Боец смущенно опустил винтовку: перед ним стоял обычный дед в домотканых штанах и рубахе. Самый обычный дед… если бы не глаза – удивительные, разные и сияющие каким-то необыкновенным светом.

– Извините, – Сергей смутился, – вы сзади подошли неожиданно, а я жду, когда немцы на меня двинутся, вот и…

– Ничего, сынок, я понимаю. – Дед присел возле одиночного окопа. – Что делать собрался, солдатик, вижу, не пироги печь ты сюда пришел.

– Наших прикрываю, они в ту сторону, – рука показала на межу между двух полей, – уходят.

– А ты, значит, здесь. И не страшно тебе?

– Врать не буду, страшно очень.

– Так что остался тогда?
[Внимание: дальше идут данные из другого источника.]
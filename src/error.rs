/// Errors raised while reading configuration, before any resource is declared.
///
/// These are the only errors synthesized locally. Everything that goes wrong
/// later (bad ARNs, permission denials, quotas) surfaces from CloudFormation
/// at deploy time.
#[derive(Debug, thiserror::Error)]
pub enum ConfigError {
    /// One or more required environment variables are absent or empty.
    /// Lists every missing key, in the order they were required.
    #[error("Missing required environment variables: {}", .0.join(", "))]
    MissingEnv(Vec<String>),

    #[error("Invalid setting '{field}': {reason}")]
    Invalid { field: String, reason: String },

    #[error("Failed to load settings: {0}")]
    Settings(#[from] config::ConfigError),
}

impl ConfigError {
    pub fn invalid(field: impl Into<String>, reason: impl Into<String>) -> Self {
        Self::Invalid {
            field: field.into(),
            reason: reason.into(),
        }
    }

    /// Names of the missing environment variables, empty for other variants
    pub fn missing_keys(&self) -> &[String] {
        match self {
            Self::MissingEnv(keys) => keys,
            _ => &[],
        }
    }
}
Окоп, смотрю, выкопал, убьют ведь.

– Может, и убьют, только нельзя мне уходить, ребята раненые все, не успеют до наших добраться.

– Интересный ты человек… – Дед присел и задумчиво посмотрел на солдата. – Боишься, но не уходишь. Страшно, но готовишься к бою. А это что?
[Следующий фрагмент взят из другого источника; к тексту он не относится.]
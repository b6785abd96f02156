use log::trace;

use crate::errors::errors::{Error, ErrorImpl, SignatureDifference};

use super::ast::{Function, FunctionId, Variable};

/// A flat, insertion-ordered symbol table for one lexical region.
///
/// Variable order is allocation order. Names are unique across both
/// variables and functions.
#[derive(Debug, Clone, Default, PartialEq)]
pub struct Scope {
    pub variables: Vec<Variable>,
    pub functions: Vec<Function>,
}

impl Scope {
    pub fn new() -> Self {
        Scope::default()
    }

    /// Builds a scope from declarations, failing on the first clash.
    pub fn from_variables(variables: Vec<Variable>) -> Result<Self, Error> {
        let mut scope = Scope::new();
        for variable in variables {
            scope.declare_variable(variable)?;
        }
        Ok(scope)
    }

    pub fn declare_variable(&mut self, variable: Variable) -> Result<usize, Error> {
        if let Some(existing) = self.lookup_variable(variable.name()) {
            return Err(Error::new(
                ErrorImpl::DuplicateName {
                    name: variable.name().to_string(),
                    previous: existing.span.start.clone(),
                },
                variable.span.start.clone(),
            ));
        }

        if let Some(existing) = self.lookup_function(variable.name()) {
            return Err(Error::new(
                ErrorImpl::NameConflict {
                    name: variable.name().to_string(),
                    existing: "function",
                    previous: existing.span.start.clone(),
                },
                variable.span.start.clone(),
            ));
        }

        trace!("declared variable {}", variable.name());
        self.variables.push(variable);
        Ok(self.variables.len() - 1)
    }

    /// Declares or defines a function.
    ///
    /// A repeated name must agree with the stored signature. A definition
    /// completes an earlier prototype in place; the entry is never
    /// duplicated.
    pub fn declare_function(&mut self, function: Function) -> Result<FunctionId, Error> {
        if let Some(existing) = self.lookup_variable(&function.name) {
            return Err(Error::new(
                ErrorImpl::NameConflict {
                    name: function.name.clone(),
                    existing: "variable",
                    previous: existing.span.start.clone(),
                },
                function.span.start.clone(),
            ));
        }

        let Some(id) = self.function_index(&function.name) else {
            trace!("declared function {}", function.name);
            self.functions.push(function);
            return Ok(self.functions.len() - 1);
        };

        let existing = &mut self.functions[id];
        let mismatch = |difference| {
            Error::new(
                ErrorImpl::SignatureMismatch {
                    name: function.name.clone(),
                    difference,
                    previous: existing.span.start.clone(),
                },
                function.span.start.clone(),
            )
        };

        let previous = existing.param_types();
        let current = function.param_types();
        if previous.len() != current.len() {
            return Err(mismatch(SignatureDifference::ParameterCount {
                previous: previous.len(),
            }));
        }

        for (parameter, (before, now)) in previous.iter().zip(current.iter()).enumerate() {
            if before != now {
                return Err(mismatch(SignatureDifference::ParameterType {
                    parameter: parameter + 1,
                    previous: before.to_string(),
                }));
            }
        }

        if existing.ret_type != function.ret_type {
            return Err(mismatch(SignatureDifference::ReturnType {
                previous: existing.ret_type.to_string(),
            }));
        }

        if existing.defined && function.defined {
            return Err(Error::new(
                ErrorImpl::Redefinition {
                    name: function.name.clone(),
                    previous: existing.span.start.clone(),
                },
                function.span.start.clone(),
            ));
        }

        if function.defined {
            trace!("defined previously declared function {}", function.name);
            existing.params = function.params;
            existing.scope = function.scope;
            existing.body = function.body;
            existing.span = function.span;
            existing.defined = true;
        }

        Ok(id)
    }

    /// Adds every declaration of `other` to this scope.
    pub fn merge(&mut self, other: Scope) -> Result<(), Error> {
        for variable in other.variables {
            self.declare_variable(variable)?;
        }

        for function in other.functions {
            self.declare_function(function)?;
        }

        Ok(())
    }

    /// The union of two scopes, leaving `first` untouched.
    pub fn merged(first: &Scope, second: Scope) -> Result<Scope, Error> {
        let mut scope = first.clone();
        scope.merge(second)?;
        Ok(scope)
    }

    pub fn lookup_variable(&self, name: &str) -> Option<&Variable> {
        self.variables.iter().find(|v| v.name() == name)
    }

    pub fn lookup_function(&self, name: &str) -> Option<&Function> {
        self.functions.iter().find(|f| f.name == name)
    }

    pub fn variable_index(&self, name: &str) -> Option<usize> {
        self.variables.iter().position(|v| v.name() == name)
    }

    pub fn function_index(&self, name: &str) -> Option<FunctionId> {
        self.functions.iter().position(|f| f.name == name)
    }
}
– Это… – Сергей улыбнулся: – Вот, решил помочь полевым духам. Видите, поле рядом? Так я сорвал пару колосков, сделал им запас на зиму, маленький сноп, как положено по традиции. Вот только ленточки не было, бинта кусок оторвал и перевязал.

– И каких это полевых духов ты кормить собрался, мил человек? –       Старик с интересом посмотрел на бойца.

– А то вы не знаете, – хмыкнул солдат. – Известное дело каких: у нас в деревне мы с малолетства о них слышали. Вот, например, в каждой бане живет банник, ему всегда шаечку с веником оставляют попариться, за это он присматривает за людьми, угару не допускает. А если в поле – там главный Полевик, Полевой дед. Его дети и внуки – Межевички и Луговички – как маленькие человечки в одежде из травы. Луговичок смотрит за ростом трав, готовит их к сенокосу и цветению. Когда он бежит по лугу, видно, как трава шевелится, тропкой завивается, словно ветерок по полю гуляет. Межевечки охраняют границы полей, а сам Полевой дед…

– Знаю, знаю, – хмыкнул старик, – и сноп для него после жатвы оставляют.

– Вот я и оставил, – в ответ улыбнулся Сергей.

– Добрый ты, сынок, но измучен сильно, – разноцветные глаза смотрели, казалось, прямо в душу бойцу. – Многое ты уже повидал недоброго, но не очерствел, не сломался, устал только очень, отдохнуть тебе, нужно. Поспи, поспи…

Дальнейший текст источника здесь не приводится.